The Upright Piano Player: A Novel by David Abbott (Nan A. Talese/Doubleday, $22.95, 264 pages)

“In the old days he would inspire them, lift their spirits, and send them back to their desks with renewed energy and enthusiasm.   Now he simply wanted to say goodbye and slip away.”

Henry Cage is a man who has earned the right to enjoy a quiet life.   At least it appears this way before his life turns into a series of explosions.   Cage, the founder of a highly successful international advertising firm based in London, is suddenly forced into retirement in November of 1999 – outfoxed by a legion of new, young and restless (rudely ambitious) partners who cannot wait for him to ride off into the sunset.

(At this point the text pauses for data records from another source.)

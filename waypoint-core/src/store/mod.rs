//! Storage contracts for simulation state and the active simulation set.
//!
//! The registry decides which shipments are worth considering; the state store
//! is authoritative for what a simulation contains. They are addressed
//! independently, so a registered ID without state is expected after races
//! with cleanup and is handled as a cleanup trigger rather than an error.

pub mod memory;
#[cfg(feature = "redis")]
pub mod redis_store;

use async_trait::async_trait;
pub use memory::{InMemoryRegistry, InMemoryStateStore};
#[cfg(feature = "redis")]
pub use redis_store::RedisSimulationStore;

use crate::model::{ShipmentId, SimulatedVehicle};

/// Key-value persistence of per-shipment simulation state.
///
/// Expiry and eviction policy belong to the implementation.
#[async_trait]
pub trait SimulationStateStore: Send + Sync {
    /// Loads the state for `shipment_id`, `None` when absent.
    ///
    /// # Errors
    ///
    /// - `StoreError::Backend` - If the store could not be reached
    /// - `StoreError::Serialization` - If the stored payload is corrupt
    async fn get(&self, shipment_id: &ShipmentId) -> Result<Option<SimulatedVehicle>, StoreError>;

    /// Writes `vehicle` unconditionally.
    ///
    /// # Errors
    ///
    /// - `StoreError::Backend` - If the write failed
    async fn set(&self, vehicle: &SimulatedVehicle) -> Result<(), StoreError>;

    /// Writes `vehicle` only if the stored version equals `expected_version`.
    ///
    /// Returns `false` when another writer got there first or the entry has
    /// disappeared (unless `expected_version` is 0, which also accepts an
    /// absent entry).
    ///
    /// # Errors
    ///
    /// - `StoreError::Backend` - If the write failed
    async fn compare_and_set(
        &self,
        vehicle: &SimulatedVehicle,
        expected_version: u64,
    ) -> Result<bool, StoreError>;

    /// Removes the state for `shipment_id`.
    ///
    /// # Errors
    ///
    /// - `StoreError::Backend` - If the delete failed
    async fn delete(&self, shipment_id: &ShipmentId) -> Result<(), StoreError>;
}

/// Set of shipment IDs eligible for ticking.
///
/// Membership changes are atomic adds and removes, never a rewrite of the
/// whole set, so concurrent starters and scheduler cleanups cannot lose
/// each other's updates.
#[async_trait]
pub trait ActiveSimulationRegistry: Send + Sync {
    /// # Errors
    ///
    /// - `StoreError::Backend` - If the registry could not be read
    async fn list(&self) -> Result<Vec<ShipmentId>, StoreError>;

    /// # Errors
    ///
    /// - `StoreError::Backend` - If the registry could not be updated
    async fn add(&self, shipment_id: &ShipmentId) -> Result<(), StoreError>;

    /// # Errors
    ///
    /// - `StoreError::Backend` - If the registry could not be updated
    async fn remove(&self, shipment_id: &ShipmentId) -> Result<(), StoreError>;
}

/// Errors from cache-backed state and registry operations.
#[derive(Debug, thiserror::Error)]
pub enum StoreError {
    #[error("Store backend error: {reason}")]
    Backend { reason: String },

    #[error("Corrupt simulation state for {shipment_id}: {source}")]
    Serialization {
        shipment_id: String,
        #[source]
        source: serde_json::Error,
    },
}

Henry Cage is barely out the door of the advertising firm when he learns that his ex-wife, Nessa, is gravely ill.   Nessa lives in Florida.   She does not have much time left and would like to see Henry.   Henry very much loved Nessa until she had a well-publicized affair with an actor, something that brought shame and ridicule to Henry once it was mentioned in London’s daily papers.   Although decades have passed, Henry’s not sure that he’s forgiven Nessa and he certainly has no desire to revisit past events.

And then there’s an angry young man out there on the streets of the city, a failure in life – a man with a broken arm (broken like his future) – who seeks to take his anger out on a symbol of success.   By chance, this man happens to pick Henry as the person whose life he will make miserable…  So miserable does he make Henry that it appears a confrontation between the two is inevitable; it’s likely to be a confrontation so dramatic that only one of them will survive.

The reader also learns, through a non-chronological device, that Henry will have even more to deal with – the loss of the one thing that he sees as irreplaceable.   This is a morality tale about good versus evil, hope versus surrender, and love versus despair.   You’ll want to root for Henry to survive as he’s a representation of us all as we battle the unexpected (and often undeserved) events in our lives.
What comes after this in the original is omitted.